▸ Your task
If a line in the records contains the word "temperature", count it; state the resulting number and nothing more.
━━ Data records ━━
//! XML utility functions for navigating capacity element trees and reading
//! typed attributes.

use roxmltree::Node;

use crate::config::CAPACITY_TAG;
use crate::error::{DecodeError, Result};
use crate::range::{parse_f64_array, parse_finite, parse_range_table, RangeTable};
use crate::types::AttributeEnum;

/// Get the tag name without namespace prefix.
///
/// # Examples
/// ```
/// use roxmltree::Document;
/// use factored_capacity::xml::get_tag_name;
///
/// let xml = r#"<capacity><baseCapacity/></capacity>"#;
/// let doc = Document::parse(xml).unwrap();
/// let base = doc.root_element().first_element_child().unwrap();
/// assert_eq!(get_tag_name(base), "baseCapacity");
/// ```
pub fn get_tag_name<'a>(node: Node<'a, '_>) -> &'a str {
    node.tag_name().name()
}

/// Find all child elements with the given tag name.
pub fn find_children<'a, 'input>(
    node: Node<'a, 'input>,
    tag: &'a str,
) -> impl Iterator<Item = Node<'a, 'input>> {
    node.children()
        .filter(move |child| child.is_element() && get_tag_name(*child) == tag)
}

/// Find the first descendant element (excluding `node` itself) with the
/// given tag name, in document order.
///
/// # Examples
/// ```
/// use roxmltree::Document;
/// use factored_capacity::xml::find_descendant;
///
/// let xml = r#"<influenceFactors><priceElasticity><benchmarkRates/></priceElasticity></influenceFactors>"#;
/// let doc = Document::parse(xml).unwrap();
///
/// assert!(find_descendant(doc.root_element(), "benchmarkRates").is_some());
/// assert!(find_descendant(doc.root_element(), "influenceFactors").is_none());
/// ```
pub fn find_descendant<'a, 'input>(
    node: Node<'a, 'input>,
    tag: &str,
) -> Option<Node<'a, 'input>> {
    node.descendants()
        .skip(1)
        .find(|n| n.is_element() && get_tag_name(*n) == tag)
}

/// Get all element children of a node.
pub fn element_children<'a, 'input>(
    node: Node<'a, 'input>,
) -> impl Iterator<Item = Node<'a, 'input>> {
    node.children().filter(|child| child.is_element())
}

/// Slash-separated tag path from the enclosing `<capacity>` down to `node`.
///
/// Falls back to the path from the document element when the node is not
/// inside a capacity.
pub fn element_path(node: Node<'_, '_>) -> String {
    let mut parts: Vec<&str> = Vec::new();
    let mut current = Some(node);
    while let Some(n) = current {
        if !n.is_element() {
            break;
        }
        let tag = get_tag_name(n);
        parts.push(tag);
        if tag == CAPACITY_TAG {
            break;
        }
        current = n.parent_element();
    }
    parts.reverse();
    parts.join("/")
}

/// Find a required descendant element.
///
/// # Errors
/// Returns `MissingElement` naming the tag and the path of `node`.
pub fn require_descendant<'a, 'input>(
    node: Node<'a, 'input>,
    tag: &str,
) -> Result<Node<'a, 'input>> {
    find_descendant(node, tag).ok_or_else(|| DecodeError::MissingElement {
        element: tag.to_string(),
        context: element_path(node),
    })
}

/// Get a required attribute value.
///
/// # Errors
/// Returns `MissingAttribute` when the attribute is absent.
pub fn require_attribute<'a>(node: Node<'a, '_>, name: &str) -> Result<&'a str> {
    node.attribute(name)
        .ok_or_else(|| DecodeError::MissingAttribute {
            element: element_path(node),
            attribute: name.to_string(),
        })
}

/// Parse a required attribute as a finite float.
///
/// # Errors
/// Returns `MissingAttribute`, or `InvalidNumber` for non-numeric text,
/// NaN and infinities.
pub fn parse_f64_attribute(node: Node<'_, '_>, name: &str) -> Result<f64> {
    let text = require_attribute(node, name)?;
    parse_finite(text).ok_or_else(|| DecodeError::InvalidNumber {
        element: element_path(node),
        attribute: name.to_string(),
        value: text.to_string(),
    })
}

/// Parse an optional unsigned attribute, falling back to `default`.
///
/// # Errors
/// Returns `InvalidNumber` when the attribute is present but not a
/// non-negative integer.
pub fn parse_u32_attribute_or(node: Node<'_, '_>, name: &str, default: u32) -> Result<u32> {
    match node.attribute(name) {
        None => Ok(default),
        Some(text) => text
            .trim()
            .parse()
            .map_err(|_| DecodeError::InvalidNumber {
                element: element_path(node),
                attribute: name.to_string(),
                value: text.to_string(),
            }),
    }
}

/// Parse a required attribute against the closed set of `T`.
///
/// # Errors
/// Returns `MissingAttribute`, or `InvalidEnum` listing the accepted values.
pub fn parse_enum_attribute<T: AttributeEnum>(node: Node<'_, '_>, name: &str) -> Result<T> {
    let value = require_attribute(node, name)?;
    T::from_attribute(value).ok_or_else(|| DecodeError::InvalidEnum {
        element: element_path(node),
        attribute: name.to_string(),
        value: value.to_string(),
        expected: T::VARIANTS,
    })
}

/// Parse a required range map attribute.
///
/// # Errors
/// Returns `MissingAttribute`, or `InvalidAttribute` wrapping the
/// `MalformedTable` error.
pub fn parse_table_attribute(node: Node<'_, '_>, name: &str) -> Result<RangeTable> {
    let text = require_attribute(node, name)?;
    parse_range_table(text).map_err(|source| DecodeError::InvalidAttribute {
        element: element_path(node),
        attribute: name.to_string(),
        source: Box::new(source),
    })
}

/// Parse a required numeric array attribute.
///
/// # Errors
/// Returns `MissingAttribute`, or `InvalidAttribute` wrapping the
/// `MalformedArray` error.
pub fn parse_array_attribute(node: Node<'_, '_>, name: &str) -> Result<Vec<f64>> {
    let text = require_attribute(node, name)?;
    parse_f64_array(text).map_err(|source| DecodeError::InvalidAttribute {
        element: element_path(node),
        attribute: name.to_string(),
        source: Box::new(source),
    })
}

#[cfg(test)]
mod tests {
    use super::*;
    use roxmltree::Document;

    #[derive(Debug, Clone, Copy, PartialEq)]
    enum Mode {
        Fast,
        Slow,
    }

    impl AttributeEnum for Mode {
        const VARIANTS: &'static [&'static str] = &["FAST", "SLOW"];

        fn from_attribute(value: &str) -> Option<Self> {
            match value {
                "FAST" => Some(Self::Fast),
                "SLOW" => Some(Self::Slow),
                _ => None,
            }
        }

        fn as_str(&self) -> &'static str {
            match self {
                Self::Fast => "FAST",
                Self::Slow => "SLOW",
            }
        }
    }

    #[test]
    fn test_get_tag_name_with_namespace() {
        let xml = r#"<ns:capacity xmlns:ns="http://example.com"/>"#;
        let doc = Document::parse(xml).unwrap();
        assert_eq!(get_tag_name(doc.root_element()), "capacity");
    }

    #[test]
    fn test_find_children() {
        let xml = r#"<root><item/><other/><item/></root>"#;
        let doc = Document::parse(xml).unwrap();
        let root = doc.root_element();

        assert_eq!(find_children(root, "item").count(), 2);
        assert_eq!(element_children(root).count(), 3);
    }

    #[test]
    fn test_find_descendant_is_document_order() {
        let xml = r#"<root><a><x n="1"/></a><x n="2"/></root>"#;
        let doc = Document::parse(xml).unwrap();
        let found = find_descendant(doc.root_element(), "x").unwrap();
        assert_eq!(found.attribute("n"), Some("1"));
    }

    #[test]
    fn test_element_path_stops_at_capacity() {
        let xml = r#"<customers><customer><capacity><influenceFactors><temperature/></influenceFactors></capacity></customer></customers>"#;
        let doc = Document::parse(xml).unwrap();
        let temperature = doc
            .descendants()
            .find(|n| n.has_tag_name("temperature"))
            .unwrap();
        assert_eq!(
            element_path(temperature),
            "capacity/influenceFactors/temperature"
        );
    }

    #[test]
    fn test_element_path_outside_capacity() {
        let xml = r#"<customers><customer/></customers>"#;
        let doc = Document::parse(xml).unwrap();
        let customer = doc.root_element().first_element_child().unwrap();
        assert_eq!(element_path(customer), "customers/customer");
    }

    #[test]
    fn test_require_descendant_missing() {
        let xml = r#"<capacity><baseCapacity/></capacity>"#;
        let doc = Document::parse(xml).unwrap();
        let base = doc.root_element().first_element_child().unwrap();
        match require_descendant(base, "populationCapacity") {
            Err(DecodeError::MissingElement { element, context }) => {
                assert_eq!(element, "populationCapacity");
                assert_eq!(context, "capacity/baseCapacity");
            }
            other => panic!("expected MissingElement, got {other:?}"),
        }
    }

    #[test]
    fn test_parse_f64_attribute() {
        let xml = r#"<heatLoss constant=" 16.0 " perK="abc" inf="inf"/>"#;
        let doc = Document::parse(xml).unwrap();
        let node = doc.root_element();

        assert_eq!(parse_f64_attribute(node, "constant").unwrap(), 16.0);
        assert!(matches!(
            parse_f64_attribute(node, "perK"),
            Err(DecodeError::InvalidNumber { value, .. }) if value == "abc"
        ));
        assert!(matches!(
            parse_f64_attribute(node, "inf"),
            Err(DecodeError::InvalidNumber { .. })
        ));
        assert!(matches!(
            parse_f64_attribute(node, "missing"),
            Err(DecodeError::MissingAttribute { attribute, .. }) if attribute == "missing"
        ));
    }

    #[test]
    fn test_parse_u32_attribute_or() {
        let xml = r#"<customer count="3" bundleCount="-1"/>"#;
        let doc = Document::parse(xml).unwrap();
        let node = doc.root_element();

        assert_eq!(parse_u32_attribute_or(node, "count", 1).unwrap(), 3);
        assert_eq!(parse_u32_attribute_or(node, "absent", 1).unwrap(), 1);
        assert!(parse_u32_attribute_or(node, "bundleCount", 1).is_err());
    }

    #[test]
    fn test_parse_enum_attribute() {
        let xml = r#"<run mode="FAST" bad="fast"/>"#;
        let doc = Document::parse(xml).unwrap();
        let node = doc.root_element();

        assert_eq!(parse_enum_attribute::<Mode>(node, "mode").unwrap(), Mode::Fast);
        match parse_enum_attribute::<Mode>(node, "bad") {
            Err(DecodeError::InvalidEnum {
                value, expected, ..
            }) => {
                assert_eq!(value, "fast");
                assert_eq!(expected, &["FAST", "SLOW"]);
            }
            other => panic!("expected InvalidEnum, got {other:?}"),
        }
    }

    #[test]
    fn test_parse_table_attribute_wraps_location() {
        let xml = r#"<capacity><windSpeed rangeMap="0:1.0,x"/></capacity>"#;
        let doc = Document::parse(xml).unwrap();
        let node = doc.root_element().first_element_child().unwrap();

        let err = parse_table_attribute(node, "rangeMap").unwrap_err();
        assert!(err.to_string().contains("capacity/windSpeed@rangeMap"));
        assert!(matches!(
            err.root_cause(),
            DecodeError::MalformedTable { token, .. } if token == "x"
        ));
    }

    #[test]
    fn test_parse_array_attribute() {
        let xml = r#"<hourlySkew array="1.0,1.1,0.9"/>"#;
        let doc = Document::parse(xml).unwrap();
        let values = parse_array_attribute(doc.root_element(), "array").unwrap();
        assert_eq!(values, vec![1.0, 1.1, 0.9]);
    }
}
━━━
━━ Data records ━━
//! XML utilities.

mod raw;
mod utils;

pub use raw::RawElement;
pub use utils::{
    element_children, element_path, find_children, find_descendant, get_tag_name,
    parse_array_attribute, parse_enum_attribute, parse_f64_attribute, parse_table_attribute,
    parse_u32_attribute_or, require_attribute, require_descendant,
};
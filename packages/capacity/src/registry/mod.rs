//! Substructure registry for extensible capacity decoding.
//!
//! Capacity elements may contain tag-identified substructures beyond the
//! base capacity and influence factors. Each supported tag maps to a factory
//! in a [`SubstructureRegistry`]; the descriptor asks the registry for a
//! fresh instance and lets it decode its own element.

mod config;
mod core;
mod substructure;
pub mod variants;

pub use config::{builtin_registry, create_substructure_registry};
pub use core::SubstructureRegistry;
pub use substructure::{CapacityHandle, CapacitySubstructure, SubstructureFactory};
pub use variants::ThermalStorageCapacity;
━━━
▸ Answer section
5